Rule Suggestions for Parents
Every parents wants to, and ultimately does, have control over their children’s level of online access. Like the other incremental responsibilities and freedoms we provide our children as they grow up, online education ideally starts early. Starting with complete physical restrictions of media use for children ages 0-2, and evolving into co-engagement, supervision and varying levels of constraints for children ages 3-16.
At a basic level, for very young children or those children experiencing difficulties resisting devices at all, co-engagement is the safest way for your child to participate online. Sitting with your child, viewing the same device and experiencing online activities with them in real time is ideal. Using technology with your child means you can talk about online experiences as they occur.
If your children are more fluent and more engaged online, supervision should be the next stage. This is as easy as making sure all use of technology is in view of a parent or children 3-6, or as complicated as ensuring that children are not alone or unsupervised with peers while playing online, for children ages 6-10.
Family Online Use Agreement
When your child is between 6-10 and is still leaning on you to understand technology, it is very important to put a Family Online Use Agreement in place. There are many benefits of knowing the rules for all parties—understanding the consequences for possible transgressions and having an open conversation about what both parties understand about online spaces. This is important particularly before children hit their pre-teens when hormones and peer-orientation become a stronger pull than parents’ influence.
The Family Online Use Agreement can include rules (or constraints) that are activity or context-based.
Easiest to obey and enforce for both parents and children are activity constraints—rules for specific online activities or apps. These might include not using social media apps until the age specified in Family Online Use Agreement, or playing age-appropriate games only.

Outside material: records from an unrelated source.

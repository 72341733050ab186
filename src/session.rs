//! Transport session: delivers one job's frames over a [`Channel`].
//!
//! The session is an explicit state machine. [`transition`] is the whole
//! transition table; [`Session::run`] performs the side effect each
//! transition asks for and feeds the outcome back in as the next event.
//!
//! ```text
//! Idle -> Handshaking -> Transmitting -> AwaitingCompletion -> Done
//!   \________________\_______________\____________________-> Failed
//! ```
//!
//! Sends are retried on transient errors (`WriteRejected`, `ChannelTimeout`)
//! with a fixed backoff; anything else fails the session at once. A failed
//! job is not resumable, rerun it from the start.

use std::iter::Peekable;
use std::time::Duration;

use log::{debug, info, warn};
use thiserror::Error;
use tokio::time::{Instant, sleep};

use crate::channel::{Channel, ChannelGuard};
use crate::config::{AckMode, Completion, PrinterProfile};
use crate::error::Error;
use crate::packetizer::{Frames, Packetizer};
use crate::protocol::{
    CMD_GET_DEVICE_STATE, CMD_PRINT_COMPLETE, Frame, Notification, PrinterStatus,
};

#[derive(Debug, Clone, Copy, PartialEq, Eq)]
pub enum Phase {
    Idle,
    Handshaking,
    Transmitting,
    AwaitingCompletion,
    Done,
    Failed,
}

impl Phase {
    pub fn is_terminal(self) -> bool {
        matches!(self, Phase::Done | Phase::Failed)
    }
}

/// Outcome of the previous step, fed into [`transition`].
#[derive(Debug, Clone, Copy, PartialEq, Eq)]
pub enum Event {
    Start,
    /// Printer answered the query and the leading control frames are out.
    Ready,
    /// Every frame has been sent.
    Drained,
    Completed,
    Fault,
}

/// Side effect requested by a transition.
#[derive(Debug, Clone, Copy, PartialEq, Eq)]
pub enum Action {
    Query,
    Transmit,
    AwaitCompletion,
    Finish,
    Abort,
    Nothing,
}

/// The session transition table.
///
/// Terminal phases ignore every event. `Fault` fails any live phase, and so
/// does an event that makes no sense in the current phase.
pub fn transition(phase: Phase, event: Event) -> (Phase, Action) {
    match (phase, event) {
        (Phase::Done | Phase::Failed, _) => (phase, Action::Nothing),
        (_, Event::Fault) => (Phase::Failed, Action::Abort),
        (Phase::Idle, Event::Start) => (Phase::Handshaking, Action::Query),
        (Phase::Handshaking, Event::Ready) => (Phase::Transmitting, Action::Transmit),
        (Phase::Transmitting, Event::Drained) => {
            (Phase::AwaitingCompletion, Action::AwaitCompletion)
        }
        (Phase::AwaitingCompletion, Event::Completed) => (Phase::Done, Action::Finish),
        _ => (Phase::Failed, Action::Abort),
    }
}

/// Timing and retry knobs.
#[derive(Debug, Clone, Copy, PartialEq, Eq)]
pub struct SessionSettings {
    /// Extra attempts per frame after the first one.
    pub retries: u32,
    pub backoff: Duration,
    /// Bound on each query reply or frame acknowledgement.
    pub response_timeout: Duration,
    /// Bound on the print-complete notification.
    pub completion_timeout: Duration,
    /// Added to the estimated print time when settling.
    pub settle_base: Duration,
}

impl Default for SessionSettings {
    fn default() -> Self {
        Self {
            retries: 3,
            backoff: Duration::from_millis(50),
            response_timeout: Duration::from_secs(2),
            completion_timeout: Duration::from_secs(60),
            settle_base: Duration::from_millis(500),
        }
    }
}

/// Summary of a finished job.
#[derive(Debug, Clone, Copy, PartialEq, Eq)]
pub struct JobReport {
    pub frames_sent: usize,
    pub rows: usize,
    /// Retries spent across all frames.
    pub retries: u32,
}

/// Terminal result of a session that ended in [`Phase::Failed`].
#[derive(Error, Debug)]
#[error("print session failed while {phase:?}: {error}")]
pub struct SessionFailure {
    /// Phase the session was in when the error happened.
    pub phase: Phase,
    #[source]
    pub error: Error,
    /// Last raw packet received from the printer.
    pub last_response: Option<Vec<u8>>,
}

/// One print job over an exclusively borrowed channel.
pub struct Session<'a, C: Channel + ?Sized> {
    channel: ChannelGuard<'a, C>,
    profile: &'a PrinterProfile,
    settings: SessionSettings,
    phase: Phase,
    frames_sent: usize,
    retries: u32,
    last_response: Option<Vec<u8>>,
    fault: Option<(Phase, Error)>,
}

impl<'a, C: Channel + ?Sized> Session<'a, C> {
    /// Acquires the channel. It is released when the session is dropped.
    pub async fn open(
        channel: &'a mut C,
        profile: &'a PrinterProfile,
        settings: SessionSettings,
    ) -> Result<Self, Error> {
        let channel = ChannelGuard::acquire(channel).await?;
        Ok(Self {
            channel,
            profile,
            settings,
            phase: Phase::Idle,
            frames_sent: 0,
            retries: 0,
            last_response: None,
            fault: None,
        })
    }

    pub fn phase(&self) -> Phase {
        self.phase
    }

    /// Asks the printer for its device state.
    pub async fn status(&mut self) -> Result<PrinterStatus, Error> {
        let reply = self
            .exchange(&Frame::device_state_query(), Some(CMD_GET_DEVICE_STATE))
            .await?
            .ok_or_else(|| Error::violation("no device state reply", None))?;
        PrinterStatus::from_payload(&reply.payload)
    }

    /// Drives the job to `Done` or `Failed`.
    pub async fn run(mut self, job: &Packetizer<'_>) -> Result<JobReport, SessionFailure> {
        let mut frames = job.frames().peekable();
        let mut event = Event::Start;
        info!(
            "printing {} rows in {} frames on {}",
            job.rows(),
            job.frame_count(),
            self.profile.name
        );
        loop {
            let (next, action) = transition(self.phase, event);
            debug!("{:?} --{:?}--> {:?}", self.phase, event, next);
            let from = self.phase;
            self.phase = next;
            let outcome = match action {
                Action::Query => self.handshake(&mut frames).await.map(|()| Event::Ready),
                Action::Transmit => self.transmit(&mut frames).await.map(|()| Event::Drained),
                Action::AwaitCompletion => self
                    .await_completion(job.paper_rows())
                    .await
                    .map(|()| Event::Completed),
                Action::Finish => {
                    info!(
                        "job done: {} frames, {} retries",
                        self.frames_sent, self.retries
                    );
                    return Ok(JobReport {
                        frames_sent: self.frames_sent,
                        rows: job.rows(),
                        retries: self.retries,
                    });
                }
                Action::Abort | Action::Nothing => return Err(self.into_failure(from, event)),
            };
            event = match outcome {
                Ok(event) => event,
                Err(err) => {
                    self.fault = Some((self.phase, err));
                    Event::Fault
                }
            };
        }
    }

    fn into_failure(mut self, from: Phase, event: Event) -> SessionFailure {
        let (phase, error) = self.fault.take().unwrap_or_else(|| {
            let reason = format!("unexpected {:?} while {:?}", event, from);
            (from, Error::violation(reason, None))
        });
        warn!("session failed while {:?}: {}", phase, error);
        SessionFailure {
            phase,
            error,
            last_response: self.last_response.take(),
        }
    }

    async fn handshake(&mut self, frames: &mut Peekable<Frames<'_>>) -> Result<(), Error> {
        let status = self.status().await?;
        debug!("printer status: {}", status);
        if !status.is_ready() {
            return Err(Error::PrinterNotReady(status));
        }
        while let Some(frame) = frames.next_if(|f| !f.is_data()) {
            self.deliver(&frame).await?;
        }
        Ok(())
    }

    async fn transmit(&mut self, frames: &mut Peekable<Frames<'_>>) -> Result<(), Error> {
        for frame in frames {
            self.deliver(&frame).await?;
        }
        Ok(())
    }

    async fn await_completion(&mut self, paper_rows: usize) -> Result<(), Error> {
        match self.profile.completion {
            Completion::Notify => {
                let timeout = self.settings.completion_timeout;
                self.await_notification(CMD_PRINT_COMPLETE, timeout)
                    .await
                    .map(drop)
            }
            Completion::Settle => {
                let delay = self.settings.settle_base + self.profile.print_time(paper_rows);
                debug!("settling for {:?}", delay);
                sleep(delay).await;
                Ok(())
            }
        }
    }

    fn wants_ack(&self, frame: &Frame) -> bool {
        match self.profile.ack {
            AckMode::None => false,
            AckMode::Control => !frame.is_data() && self.phase == Phase::Handshaking,
            AckMode::EveryFrame => true,
        }
    }

    async fn deliver(&mut self, frame: &Frame) -> Result<(), Error> {
        let ack = self.wants_ack(frame).then_some(frame.command);
        self.exchange(frame, ack).await?;
        self.frames_sent += 1;
        Ok(())
    }

    /// Sends `frame` and, if `reply` is set, waits for a notification with that
    /// command id. The pair is retried as a unit on transient errors.
    async fn exchange(
        &mut self,
        frame: &Frame,
        reply: Option<u8>,
    ) -> Result<Option<Notification>, Error> {
        let bytes = frame.encode();
        let mut attempts = 0;
        loop {
            attempts += 1;
            let result = match self.channel.send(&bytes).await {
                Ok(()) => match reply {
                    Some(command) => {
                        let timeout = self.settings.response_timeout;
                        self.await_notification(command, timeout).await.map(Some)
                    }
                    None => Ok(None),
                },
                Err(err) => Err(err),
            };
            match result {
                Ok(reply) => return Ok(reply),
                Err(err) if err.is_transient() => {
                    if attempts > self.settings.retries {
                        return Err(Error::RetriesExhausted {
                            attempts,
                            last: Box::new(err),
                        });
                    }
                    warn!(
                        "frame {:#04x} attempt {} failed: {}; retrying",
                        frame.command, attempts, err
                    );
                    self.retries += 1;
                    sleep(self.settings.backoff).await;
                }
                Err(err) => return Err(err),
            }
        }
    }

    /// Waits for a notification with `command`, skipping unrelated ones.
    async fn await_notification(
        &mut self,
        command: u8,
        timeout: Duration,
    ) -> Result<Notification, Error> {
        let deadline = Instant::now() + timeout;
        loop {
            let remaining = deadline.saturating_duration_since(Instant::now());
            if remaining.is_zero() {
                return Err(Error::ChannelTimeout(timeout));
            }
            let raw = self.channel.receive(remaining).await?;
            let notification = Notification::parse(&raw);
            self.last_response = Some(raw);
            let notification = notification?;
            if notification.command_id == command {
                return Ok(notification);
            }
            debug!(
                "ignoring notification {:#04x} while waiting for {:#04x}",
                notification.command_id, command
            );
        }
    }
}

#[cfg(test)]
mod tests {
    use super::*;

    #[test]
    fn happy_path_transitions() {
        let steps = [
            (Phase::Idle, Event::Start, Phase::Handshaking, Action::Query),
            (Phase::Handshaking, Event::Ready, Phase::Transmitting, Action::Transmit),
            (
                Phase::Transmitting,
                Event::Drained,
                Phase::AwaitingCompletion,
                Action::AwaitCompletion,
            ),
            (Phase::AwaitingCompletion, Event::Completed, Phase::Done, Action::Finish),
        ];
        for (phase, event, next, action) in steps {
            assert_eq!(transition(phase, event), (next, action));
        }
    }

    #[test]
    fn fault_fails_every_live_phase() {
        for phase in [
            Phase::Idle,
            Phase::Handshaking,
            Phase::Transmitting,
            Phase::AwaitingCompletion,
        ] {
            assert_eq!(transition(phase, Event::Fault), (Phase::Failed, Action::Abort));
        }
    }

    #[test]
    fn terminal_phases_are_sticky() {
        for phase in [Phase::Done, Phase::Failed] {
            assert!(phase.is_terminal());
            for event in [Event::Start, Event::Ready, Event::Fault, Event::Completed] {
                assert_eq!(transition(phase, event), (phase, Action::Nothing));
            }
        }
    }

    #[test]
    fn out_of_order_events_fail() {
        assert_eq!(
            transition(Phase::Idle, Event::Drained),
            (Phase::Failed, Action::Abort)
        );
        assert_eq!(
            transition(Phase::Transmitting, Event::Start),
            (Phase::Failed, Action::Abort)
        );
    }
}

Age restrictions can be helpful external guidelines for parents to look to for age-appropriateness of apps and games. (See MediaSmarts, CommonSenseMedia or Graphite).
Contextual constraints—banning tech use in certain places and at certain times are the most troublesome for both parents and children to enforce but often required for families to have good on/offline life balance. No phone at the table, bedtimes and/or keeping devices out of children’s bedrooms can become consistent behaviour management issue, however these boundaries and constraints are important for healthy family media management.
Parents who are unable to manage a child that seems unable to manage their own online use, may want to investigate monitoring and app control software. These measures are sometimes necessary. Installing time and app monitoring software that can be the basis for family dialogue about online use, (Moment). Sharing a family iTunes or Google Play account can help you guide and supervise your child. These do require, however, that your child be cooperative in the process. If a trusting dialogue and respect for both parties’ boundaries can be maintained, then collaboration about technology use is ideal.
If that’s not an option however, locking down equipment can take the form of installing timers on your home router so the wifi network for the whole house shuts down at a certain time each night.
Sometimes seeking professional help is a really smart choice. Family dynamics that have been difficult before can easily become negatively exaggerated when online devices, apps and choices are added to the mix.